What others have said about kicking soda to the curb. I didn't exactly have weight to lose when I stopped drinking it, but I felt better in a really visceral way. That, and replacing it with water helps digestion.

If you've got simple ways to introduce more physical activity into your daily routine, make use of those. If you can walk to work in <30 minutes, walk instead of driving. Take the stairs instead of the elevator. Stuff like that. It won't get you ripped in the way that daily manual labor or gym visits will, but it'll help take the edge off.

But yeah. Problem is, if you can't overpower your own weak will, you're not going to get very far regardless of what you try. Step one is always going to be training yourself to deny backsliding impulses. Step two is figuring out food that's both relatively healthful and enjoyable to eat--salads in particular are a thing where the proper touch makes all the difference, though the same applies to some degree to everything.
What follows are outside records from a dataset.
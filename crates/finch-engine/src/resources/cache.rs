use std::collections::HashMap;
use std::path::{Path, PathBuf};
use std::rc::Rc;

use super::error::ResourceError;
use super::manifest::{Manifest, ManifestEntry};

/// Lazily populated byte cache keyed by manifest name.
#[derive(Debug, Default)]
pub struct ResourceCache {
    root: PathBuf,
    manifest: Option<Manifest>,
    loaded: HashMap<String, Rc<[u8]>>,
}

impl ResourceCache {
    pub fn new(root: impl Into<PathBuf>) -> Self {
        Self {
            root: root.into(),
            manifest: None,
            loaded: HashMap::new(),
        }
    }

    pub fn root(&self) -> &Path {
        &self.root
    }

    /// Installs a manifest, replacing any previous one. Cached bytes are dropped.
    pub fn set_manifest(&mut self, manifest: Manifest) {
        log::debug!("resource manifest set ({} entries)", manifest.len());
        self.manifest = Some(manifest);
        self.loaded.clear();
    }

    pub fn manifest(&self) -> Option<&Manifest> {
        self.manifest.as_ref()
    }

    pub fn entry(&self, name: &str) -> Option<&ManifestEntry> {
        self.manifest.as_ref()?.get(name)
    }

    pub fn contains(&self, name: &str) -> bool {
        self.entry(name).is_some()
    }

    /// Full path of a named resource.
    pub fn resolve(&self, name: &str) -> Result<PathBuf, ResourceError> {
        let manifest = self.manifest.as_ref().ok_or(ResourceError::NoManifest)?;
        let entry = manifest
            .get(name)
            .ok_or_else(|| ResourceError::Unknown(name.to_string()))?;
        Ok(self.root.join(&entry.path))
    }

    /// Returns the bytes of a named resource, reading the file on first use.
    pub fn load(&mut self, name: &str) -> Result<Rc<[u8]>, ResourceError> {
        if let Some(bytes) = self.loaded.get(name) {
            return Ok(Rc::clone(bytes));
        }

        let path = self.resolve(name)?;
        let bytes: Rc<[u8]> = std::fs::read(&path)
            .map_err(|source| ResourceError::Io {
                name: name.to_string(),
                path: path.clone(),
                source,
            })?
            .into();

        log::trace!("loaded resource {name} ({} bytes)", bytes.len());
        self.loaded.insert(name.to_string(), Rc::clone(&bytes));
        Ok(bytes)
    }

    pub fn is_loaded(&self, name: &str) -> bool {
        self.loaded.contains_key(name)
    }

    /// Drops the cached bytes for `name`. Returns `true` if they were cached.
    pub fn evict(&mut self, name: &str) -> bool {
        self.loaded.remove(name).is_some()
    }

    /// Drops all cached bytes; the manifest stays.
    pub fn clear(&mut self) {
        self.loaded.clear();
    }
}

#[cfg(test)]
mod tests {
    use super::*;

    fn fixture() -> (tempfile::TempDir, ResourceCache) {
        let dir = tempfile::tempdir().unwrap();
        std::fs::create_dir_all(dir.path().join("text")).unwrap();
        std::fs::write(dir.path().join("text/hello.txt"), b"hello").unwrap();

        let manifest: Manifest = serde_json::from_str(
            r#"{ "resources": {
                "hello":   { "path": "text/hello.txt" },
                "missing": { "path": "text/missing.txt" }
            } }"#,
        )
        .unwrap();

        let mut cache = ResourceCache::new(dir.path());
        cache.set_manifest(manifest);
        (dir, cache)
    }

    #[test]
    fn load_without_manifest_fails() {
        let mut cache = ResourceCache::new(".");
        assert!(matches!(cache.load("x"), Err(ResourceError::NoManifest)));
    }

    #[test]
    fn load_reads_once_and_caches() {
        let (dir, mut cache) = fixture();

        let first = cache.load("hello").unwrap();
        assert_eq!(&*first, b"hello");
        assert!(cache.is_loaded("hello"));

        // Served from cache even after the file changes on disk.
        std::fs::write(dir.path().join("text/hello.txt"), b"changed").unwrap();
        assert_eq!(&*cache.load("hello").unwrap(), b"hello");

        assert!(cache.evict("hello"));
        assert_eq!(&*cache.load("hello").unwrap(), b"changed");
    }

    #[test]
    fn unknown_and_unreadable_resources_error() {
        let (_dir, mut cache) = fixture();
        assert!(matches!(cache.load("nope"), Err(ResourceError::Unknown(n)) if n == "nope"));
        assert!(matches!(cache.load("missing"), Err(ResourceError::Io { .. })));
        assert!(!cache.is_loaded("missing"));
    }

    #[test]
    fn set_manifest_drops_cached_bytes() {
        let (_dir, mut cache) = fixture();
        cache.load("hello").unwrap();
        cache.set_manifest(Manifest::default());
        assert!(!cache.is_loaded("hello"));
        assert!(!cache.contains("hello"));
    }
}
A bowl of iceberg lettuce with big chunks of tomato and ranch dressing or whatever is gross; a bowl of dark greens with little cherry tomatoes, good olives, olive oil-based dressing, raw mushrooms, turnip slices, a little bit of walnut/tuna/hard-boiled egg is delicious.

Basically:
1. Stop allowing yourself to give up.
2. Figure out how to make it a new, enjoyable reality rather than something horrible you're forcing yourself through.

It's entirely about mindset and willpower (barring medical conditions); once you've convinced yourself that living healthily is what you actually want everything else falls into place neatly as long as you have or know how to find knowledge about exercise, diet, &c.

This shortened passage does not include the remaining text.